● **PROBLEM DESCRIPTION**:
Pick out all lines in the listing holding the string "HostnameCmd" and copy them.

● **DATA TO PROCESS**:

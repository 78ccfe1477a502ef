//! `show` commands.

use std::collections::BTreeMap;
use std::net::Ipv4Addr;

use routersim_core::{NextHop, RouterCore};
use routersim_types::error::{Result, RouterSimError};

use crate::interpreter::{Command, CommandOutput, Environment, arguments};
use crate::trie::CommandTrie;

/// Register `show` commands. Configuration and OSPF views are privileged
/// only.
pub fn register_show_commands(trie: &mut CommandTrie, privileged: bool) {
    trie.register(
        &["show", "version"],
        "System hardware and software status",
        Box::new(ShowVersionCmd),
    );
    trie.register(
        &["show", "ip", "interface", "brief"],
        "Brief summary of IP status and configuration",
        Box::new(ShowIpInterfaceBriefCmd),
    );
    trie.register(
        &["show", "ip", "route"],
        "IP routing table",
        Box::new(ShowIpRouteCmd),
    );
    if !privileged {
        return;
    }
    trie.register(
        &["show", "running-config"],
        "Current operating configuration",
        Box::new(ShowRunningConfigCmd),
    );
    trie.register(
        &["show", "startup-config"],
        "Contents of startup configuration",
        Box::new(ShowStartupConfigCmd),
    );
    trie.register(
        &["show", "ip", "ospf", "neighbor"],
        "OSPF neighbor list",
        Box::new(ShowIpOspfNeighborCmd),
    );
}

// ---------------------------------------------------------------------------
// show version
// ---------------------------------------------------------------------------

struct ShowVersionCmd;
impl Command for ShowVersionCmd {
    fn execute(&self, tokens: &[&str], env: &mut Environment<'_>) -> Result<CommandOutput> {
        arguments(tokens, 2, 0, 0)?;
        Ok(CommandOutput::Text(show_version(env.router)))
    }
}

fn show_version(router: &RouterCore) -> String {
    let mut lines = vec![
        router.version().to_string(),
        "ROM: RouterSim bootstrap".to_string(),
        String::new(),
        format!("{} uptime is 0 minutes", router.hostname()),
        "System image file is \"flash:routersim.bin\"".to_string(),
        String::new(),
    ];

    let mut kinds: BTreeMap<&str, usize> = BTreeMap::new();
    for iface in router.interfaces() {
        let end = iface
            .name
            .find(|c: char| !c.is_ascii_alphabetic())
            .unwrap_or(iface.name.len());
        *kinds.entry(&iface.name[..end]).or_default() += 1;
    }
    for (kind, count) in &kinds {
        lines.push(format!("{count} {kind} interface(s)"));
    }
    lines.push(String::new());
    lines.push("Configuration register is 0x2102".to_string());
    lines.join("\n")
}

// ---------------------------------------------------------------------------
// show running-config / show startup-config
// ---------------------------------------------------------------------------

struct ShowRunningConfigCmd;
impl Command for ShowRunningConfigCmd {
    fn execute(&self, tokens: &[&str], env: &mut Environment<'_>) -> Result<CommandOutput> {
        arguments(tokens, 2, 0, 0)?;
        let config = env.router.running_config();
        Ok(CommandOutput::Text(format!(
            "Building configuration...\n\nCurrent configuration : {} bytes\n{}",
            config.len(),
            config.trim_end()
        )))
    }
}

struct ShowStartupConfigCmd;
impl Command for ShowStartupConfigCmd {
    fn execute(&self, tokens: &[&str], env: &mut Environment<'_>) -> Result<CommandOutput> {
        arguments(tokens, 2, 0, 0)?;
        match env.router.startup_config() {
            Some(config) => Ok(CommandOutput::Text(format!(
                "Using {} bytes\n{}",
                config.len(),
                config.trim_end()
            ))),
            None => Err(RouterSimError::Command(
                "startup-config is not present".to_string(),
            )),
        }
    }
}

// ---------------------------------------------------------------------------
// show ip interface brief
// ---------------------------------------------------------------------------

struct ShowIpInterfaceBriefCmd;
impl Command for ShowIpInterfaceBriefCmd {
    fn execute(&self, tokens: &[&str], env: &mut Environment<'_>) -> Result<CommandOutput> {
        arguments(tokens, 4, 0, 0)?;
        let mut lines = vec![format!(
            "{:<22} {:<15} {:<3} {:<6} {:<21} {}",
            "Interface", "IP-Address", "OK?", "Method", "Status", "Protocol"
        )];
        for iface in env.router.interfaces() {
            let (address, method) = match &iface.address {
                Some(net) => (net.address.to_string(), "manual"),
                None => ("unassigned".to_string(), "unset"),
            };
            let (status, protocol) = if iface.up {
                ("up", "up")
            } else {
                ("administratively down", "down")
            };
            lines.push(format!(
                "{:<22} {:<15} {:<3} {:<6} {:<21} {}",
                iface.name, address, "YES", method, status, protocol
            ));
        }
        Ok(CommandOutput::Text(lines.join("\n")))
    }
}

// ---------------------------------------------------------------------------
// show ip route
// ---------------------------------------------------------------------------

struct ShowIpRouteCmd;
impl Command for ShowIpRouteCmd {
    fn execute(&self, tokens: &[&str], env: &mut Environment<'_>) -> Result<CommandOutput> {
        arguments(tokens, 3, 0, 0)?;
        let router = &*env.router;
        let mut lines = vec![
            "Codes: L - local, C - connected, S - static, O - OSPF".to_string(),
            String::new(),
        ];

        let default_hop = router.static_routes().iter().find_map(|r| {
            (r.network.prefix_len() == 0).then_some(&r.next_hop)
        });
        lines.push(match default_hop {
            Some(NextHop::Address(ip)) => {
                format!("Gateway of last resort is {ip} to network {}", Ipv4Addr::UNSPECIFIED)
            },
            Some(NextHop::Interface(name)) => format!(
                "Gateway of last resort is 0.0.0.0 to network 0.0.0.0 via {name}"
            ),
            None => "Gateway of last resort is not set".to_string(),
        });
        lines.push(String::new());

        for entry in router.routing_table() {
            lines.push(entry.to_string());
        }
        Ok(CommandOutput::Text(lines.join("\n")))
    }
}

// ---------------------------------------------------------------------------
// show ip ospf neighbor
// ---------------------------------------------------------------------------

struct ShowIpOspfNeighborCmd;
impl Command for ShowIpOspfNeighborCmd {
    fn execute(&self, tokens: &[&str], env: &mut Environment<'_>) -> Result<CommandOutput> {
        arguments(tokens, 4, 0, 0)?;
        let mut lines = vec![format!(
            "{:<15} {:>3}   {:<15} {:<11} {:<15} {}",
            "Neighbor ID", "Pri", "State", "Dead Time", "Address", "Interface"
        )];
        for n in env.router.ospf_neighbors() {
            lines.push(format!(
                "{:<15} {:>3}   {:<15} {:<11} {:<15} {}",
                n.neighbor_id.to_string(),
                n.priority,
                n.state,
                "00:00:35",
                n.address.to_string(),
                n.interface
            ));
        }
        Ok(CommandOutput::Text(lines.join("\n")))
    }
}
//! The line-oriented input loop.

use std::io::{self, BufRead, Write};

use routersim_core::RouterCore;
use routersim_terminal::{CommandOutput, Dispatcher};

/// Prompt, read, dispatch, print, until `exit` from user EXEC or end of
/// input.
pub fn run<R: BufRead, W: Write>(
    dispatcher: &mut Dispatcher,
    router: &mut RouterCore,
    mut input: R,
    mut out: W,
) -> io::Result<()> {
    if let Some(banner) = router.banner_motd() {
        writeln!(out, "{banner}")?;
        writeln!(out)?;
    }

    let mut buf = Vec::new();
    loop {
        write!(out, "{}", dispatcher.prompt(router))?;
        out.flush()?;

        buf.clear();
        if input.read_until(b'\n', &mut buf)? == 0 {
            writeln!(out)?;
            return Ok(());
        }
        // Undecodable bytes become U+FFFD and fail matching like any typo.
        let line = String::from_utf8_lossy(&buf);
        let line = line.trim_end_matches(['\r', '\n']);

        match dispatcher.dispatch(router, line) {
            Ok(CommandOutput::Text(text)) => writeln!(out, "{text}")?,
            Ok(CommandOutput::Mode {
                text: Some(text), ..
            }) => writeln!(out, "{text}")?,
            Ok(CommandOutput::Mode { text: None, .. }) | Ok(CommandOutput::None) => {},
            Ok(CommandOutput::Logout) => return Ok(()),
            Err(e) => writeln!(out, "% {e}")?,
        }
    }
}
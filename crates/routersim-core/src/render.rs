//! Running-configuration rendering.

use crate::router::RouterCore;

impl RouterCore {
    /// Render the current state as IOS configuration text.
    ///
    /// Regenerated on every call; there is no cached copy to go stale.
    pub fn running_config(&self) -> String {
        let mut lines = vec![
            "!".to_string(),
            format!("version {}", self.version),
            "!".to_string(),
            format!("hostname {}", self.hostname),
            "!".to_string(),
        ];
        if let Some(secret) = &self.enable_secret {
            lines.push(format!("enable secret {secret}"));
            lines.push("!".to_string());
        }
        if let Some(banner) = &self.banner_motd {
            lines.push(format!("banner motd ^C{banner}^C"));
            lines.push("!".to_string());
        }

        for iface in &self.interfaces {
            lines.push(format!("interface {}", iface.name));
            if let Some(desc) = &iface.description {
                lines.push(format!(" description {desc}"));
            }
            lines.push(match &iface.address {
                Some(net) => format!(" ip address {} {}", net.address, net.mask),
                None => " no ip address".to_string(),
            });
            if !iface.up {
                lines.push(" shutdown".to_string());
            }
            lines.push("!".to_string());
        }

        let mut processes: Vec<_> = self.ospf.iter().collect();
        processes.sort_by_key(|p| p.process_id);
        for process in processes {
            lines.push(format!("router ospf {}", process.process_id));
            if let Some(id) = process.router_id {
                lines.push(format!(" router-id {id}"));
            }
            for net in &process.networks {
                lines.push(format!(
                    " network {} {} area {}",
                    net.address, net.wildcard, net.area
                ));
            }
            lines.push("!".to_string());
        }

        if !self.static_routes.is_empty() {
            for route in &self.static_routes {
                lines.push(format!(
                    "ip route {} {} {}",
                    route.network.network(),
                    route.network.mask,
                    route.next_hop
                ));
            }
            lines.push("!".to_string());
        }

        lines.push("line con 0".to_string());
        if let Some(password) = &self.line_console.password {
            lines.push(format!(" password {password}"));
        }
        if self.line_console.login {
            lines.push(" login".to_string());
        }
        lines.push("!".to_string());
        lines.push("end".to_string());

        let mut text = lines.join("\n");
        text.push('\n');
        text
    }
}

---

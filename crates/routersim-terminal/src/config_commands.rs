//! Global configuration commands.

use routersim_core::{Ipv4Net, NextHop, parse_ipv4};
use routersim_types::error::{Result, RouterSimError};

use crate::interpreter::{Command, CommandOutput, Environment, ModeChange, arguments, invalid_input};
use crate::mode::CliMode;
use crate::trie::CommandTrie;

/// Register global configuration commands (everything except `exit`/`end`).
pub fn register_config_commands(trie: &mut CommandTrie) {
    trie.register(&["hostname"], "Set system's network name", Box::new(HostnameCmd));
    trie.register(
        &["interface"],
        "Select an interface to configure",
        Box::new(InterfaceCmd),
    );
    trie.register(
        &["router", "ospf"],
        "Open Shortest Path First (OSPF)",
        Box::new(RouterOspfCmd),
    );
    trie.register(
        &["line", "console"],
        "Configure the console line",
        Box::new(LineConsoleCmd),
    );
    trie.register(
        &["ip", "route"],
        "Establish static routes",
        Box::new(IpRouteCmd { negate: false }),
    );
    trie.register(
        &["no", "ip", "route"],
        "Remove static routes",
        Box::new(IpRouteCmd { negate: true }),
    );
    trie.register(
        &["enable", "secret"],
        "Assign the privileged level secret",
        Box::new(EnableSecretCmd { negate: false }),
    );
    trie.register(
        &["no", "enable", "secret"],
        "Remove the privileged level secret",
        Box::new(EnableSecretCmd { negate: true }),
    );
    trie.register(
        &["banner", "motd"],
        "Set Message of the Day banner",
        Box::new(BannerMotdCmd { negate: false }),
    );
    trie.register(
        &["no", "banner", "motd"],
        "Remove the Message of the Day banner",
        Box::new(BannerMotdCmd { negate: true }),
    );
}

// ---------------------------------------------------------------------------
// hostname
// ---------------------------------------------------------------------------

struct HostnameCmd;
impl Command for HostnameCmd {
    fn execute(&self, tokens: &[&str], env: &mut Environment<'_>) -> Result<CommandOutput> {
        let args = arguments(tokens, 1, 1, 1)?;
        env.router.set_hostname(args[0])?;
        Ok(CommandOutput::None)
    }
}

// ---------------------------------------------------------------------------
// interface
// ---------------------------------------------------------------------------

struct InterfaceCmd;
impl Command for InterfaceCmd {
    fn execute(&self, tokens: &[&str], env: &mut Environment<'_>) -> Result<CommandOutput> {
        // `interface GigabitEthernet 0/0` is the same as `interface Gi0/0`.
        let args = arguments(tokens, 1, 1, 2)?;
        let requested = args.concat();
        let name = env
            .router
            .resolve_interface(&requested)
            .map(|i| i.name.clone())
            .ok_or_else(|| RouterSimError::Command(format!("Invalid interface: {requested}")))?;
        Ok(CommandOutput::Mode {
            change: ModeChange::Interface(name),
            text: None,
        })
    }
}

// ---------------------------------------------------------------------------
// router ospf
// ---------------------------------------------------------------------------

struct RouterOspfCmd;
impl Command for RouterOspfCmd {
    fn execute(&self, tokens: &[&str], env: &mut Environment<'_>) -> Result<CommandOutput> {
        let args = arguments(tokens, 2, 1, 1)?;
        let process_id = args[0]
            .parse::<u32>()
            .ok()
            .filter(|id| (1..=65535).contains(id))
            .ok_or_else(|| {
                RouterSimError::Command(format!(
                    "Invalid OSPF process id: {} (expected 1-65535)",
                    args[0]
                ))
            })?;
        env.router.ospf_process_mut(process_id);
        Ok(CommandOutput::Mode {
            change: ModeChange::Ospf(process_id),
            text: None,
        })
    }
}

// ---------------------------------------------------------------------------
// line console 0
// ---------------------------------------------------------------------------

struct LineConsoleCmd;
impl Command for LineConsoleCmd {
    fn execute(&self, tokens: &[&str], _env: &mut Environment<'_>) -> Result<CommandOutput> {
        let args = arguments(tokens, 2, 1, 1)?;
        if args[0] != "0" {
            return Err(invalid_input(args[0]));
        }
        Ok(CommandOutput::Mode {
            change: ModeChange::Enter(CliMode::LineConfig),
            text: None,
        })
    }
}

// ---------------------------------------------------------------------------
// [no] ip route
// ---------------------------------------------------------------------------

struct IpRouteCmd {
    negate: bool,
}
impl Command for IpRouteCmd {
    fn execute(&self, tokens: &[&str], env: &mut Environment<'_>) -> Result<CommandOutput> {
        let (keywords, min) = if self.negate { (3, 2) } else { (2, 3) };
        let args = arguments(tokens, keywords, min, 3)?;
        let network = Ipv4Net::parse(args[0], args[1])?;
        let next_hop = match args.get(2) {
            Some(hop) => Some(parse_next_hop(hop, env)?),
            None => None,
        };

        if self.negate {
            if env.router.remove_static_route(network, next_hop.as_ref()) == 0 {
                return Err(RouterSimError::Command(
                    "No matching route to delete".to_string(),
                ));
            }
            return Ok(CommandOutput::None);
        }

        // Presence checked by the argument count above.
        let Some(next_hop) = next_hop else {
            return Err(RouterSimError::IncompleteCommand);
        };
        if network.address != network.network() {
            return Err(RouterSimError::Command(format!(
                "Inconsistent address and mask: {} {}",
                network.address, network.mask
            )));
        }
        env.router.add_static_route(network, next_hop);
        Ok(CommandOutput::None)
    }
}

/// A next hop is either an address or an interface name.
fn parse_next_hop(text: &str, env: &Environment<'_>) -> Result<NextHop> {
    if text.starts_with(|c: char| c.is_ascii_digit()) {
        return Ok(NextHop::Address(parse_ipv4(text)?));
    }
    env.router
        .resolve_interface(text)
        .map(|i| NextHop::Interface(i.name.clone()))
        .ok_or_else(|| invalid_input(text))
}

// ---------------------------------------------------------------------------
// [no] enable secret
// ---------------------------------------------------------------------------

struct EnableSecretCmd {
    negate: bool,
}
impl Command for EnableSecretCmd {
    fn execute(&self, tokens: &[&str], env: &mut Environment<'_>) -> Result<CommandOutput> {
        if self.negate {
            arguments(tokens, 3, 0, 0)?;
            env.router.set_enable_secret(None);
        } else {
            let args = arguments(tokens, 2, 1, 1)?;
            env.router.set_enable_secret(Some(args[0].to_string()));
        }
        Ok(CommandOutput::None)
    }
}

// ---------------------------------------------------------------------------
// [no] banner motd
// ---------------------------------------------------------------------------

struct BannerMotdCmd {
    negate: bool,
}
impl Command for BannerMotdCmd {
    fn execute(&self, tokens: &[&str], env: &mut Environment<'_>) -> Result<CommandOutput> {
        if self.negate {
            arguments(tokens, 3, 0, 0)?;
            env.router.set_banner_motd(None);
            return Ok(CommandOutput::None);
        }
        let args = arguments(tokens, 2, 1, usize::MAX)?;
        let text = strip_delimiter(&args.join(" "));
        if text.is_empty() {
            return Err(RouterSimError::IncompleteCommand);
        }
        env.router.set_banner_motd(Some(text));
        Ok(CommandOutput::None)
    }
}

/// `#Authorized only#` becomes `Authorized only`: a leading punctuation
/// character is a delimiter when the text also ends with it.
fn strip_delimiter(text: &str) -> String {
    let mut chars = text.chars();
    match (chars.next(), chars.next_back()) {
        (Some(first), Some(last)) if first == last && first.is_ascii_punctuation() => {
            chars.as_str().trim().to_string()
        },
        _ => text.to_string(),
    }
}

---

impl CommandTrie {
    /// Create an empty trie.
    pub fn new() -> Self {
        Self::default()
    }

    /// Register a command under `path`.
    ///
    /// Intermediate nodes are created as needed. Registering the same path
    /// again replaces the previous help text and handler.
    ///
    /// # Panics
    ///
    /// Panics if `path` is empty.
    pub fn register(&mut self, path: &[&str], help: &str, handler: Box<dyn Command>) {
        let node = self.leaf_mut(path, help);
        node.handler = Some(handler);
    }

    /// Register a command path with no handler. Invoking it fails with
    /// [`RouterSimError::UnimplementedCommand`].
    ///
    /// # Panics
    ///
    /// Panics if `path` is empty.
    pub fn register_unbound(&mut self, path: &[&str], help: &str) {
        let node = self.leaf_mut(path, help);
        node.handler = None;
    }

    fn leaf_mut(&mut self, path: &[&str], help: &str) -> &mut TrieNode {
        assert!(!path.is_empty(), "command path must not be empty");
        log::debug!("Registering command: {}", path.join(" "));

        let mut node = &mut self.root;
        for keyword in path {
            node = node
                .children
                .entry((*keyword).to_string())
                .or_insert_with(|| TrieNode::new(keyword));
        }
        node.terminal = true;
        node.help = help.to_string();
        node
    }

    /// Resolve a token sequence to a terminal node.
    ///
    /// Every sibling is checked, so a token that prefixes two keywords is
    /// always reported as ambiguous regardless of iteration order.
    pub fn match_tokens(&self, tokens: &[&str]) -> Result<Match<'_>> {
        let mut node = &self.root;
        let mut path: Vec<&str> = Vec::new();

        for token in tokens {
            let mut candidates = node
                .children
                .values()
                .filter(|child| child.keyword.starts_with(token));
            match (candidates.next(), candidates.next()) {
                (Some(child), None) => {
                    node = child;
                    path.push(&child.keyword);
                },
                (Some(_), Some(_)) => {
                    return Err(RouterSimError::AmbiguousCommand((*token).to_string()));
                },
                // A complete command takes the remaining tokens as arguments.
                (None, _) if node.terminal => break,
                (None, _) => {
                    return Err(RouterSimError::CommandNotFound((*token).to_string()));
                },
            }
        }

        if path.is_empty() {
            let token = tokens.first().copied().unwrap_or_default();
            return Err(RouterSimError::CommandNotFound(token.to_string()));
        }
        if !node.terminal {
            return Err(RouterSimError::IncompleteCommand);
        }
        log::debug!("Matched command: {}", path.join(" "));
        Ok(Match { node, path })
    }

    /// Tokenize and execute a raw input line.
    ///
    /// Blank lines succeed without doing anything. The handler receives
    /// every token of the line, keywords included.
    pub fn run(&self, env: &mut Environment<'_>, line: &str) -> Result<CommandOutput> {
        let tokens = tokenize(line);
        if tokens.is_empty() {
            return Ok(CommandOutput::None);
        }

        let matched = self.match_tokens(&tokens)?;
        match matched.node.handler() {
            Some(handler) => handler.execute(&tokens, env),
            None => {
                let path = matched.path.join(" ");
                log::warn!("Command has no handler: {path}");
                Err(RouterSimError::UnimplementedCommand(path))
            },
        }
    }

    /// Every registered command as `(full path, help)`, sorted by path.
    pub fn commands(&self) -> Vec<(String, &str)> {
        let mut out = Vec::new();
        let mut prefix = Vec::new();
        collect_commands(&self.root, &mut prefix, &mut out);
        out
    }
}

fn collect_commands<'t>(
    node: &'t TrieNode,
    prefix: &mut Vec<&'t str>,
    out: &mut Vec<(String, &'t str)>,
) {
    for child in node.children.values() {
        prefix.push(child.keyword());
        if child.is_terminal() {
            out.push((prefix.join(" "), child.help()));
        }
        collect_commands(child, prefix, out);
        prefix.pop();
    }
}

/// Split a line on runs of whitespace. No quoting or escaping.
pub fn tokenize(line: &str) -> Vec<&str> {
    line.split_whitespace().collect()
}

● **THE ANSWER**:
    trie.register(&["hostname"], "Set system's network name", Box::new(HostnameCmd));
struct HostnameCmd;
impl Command for HostnameCmd {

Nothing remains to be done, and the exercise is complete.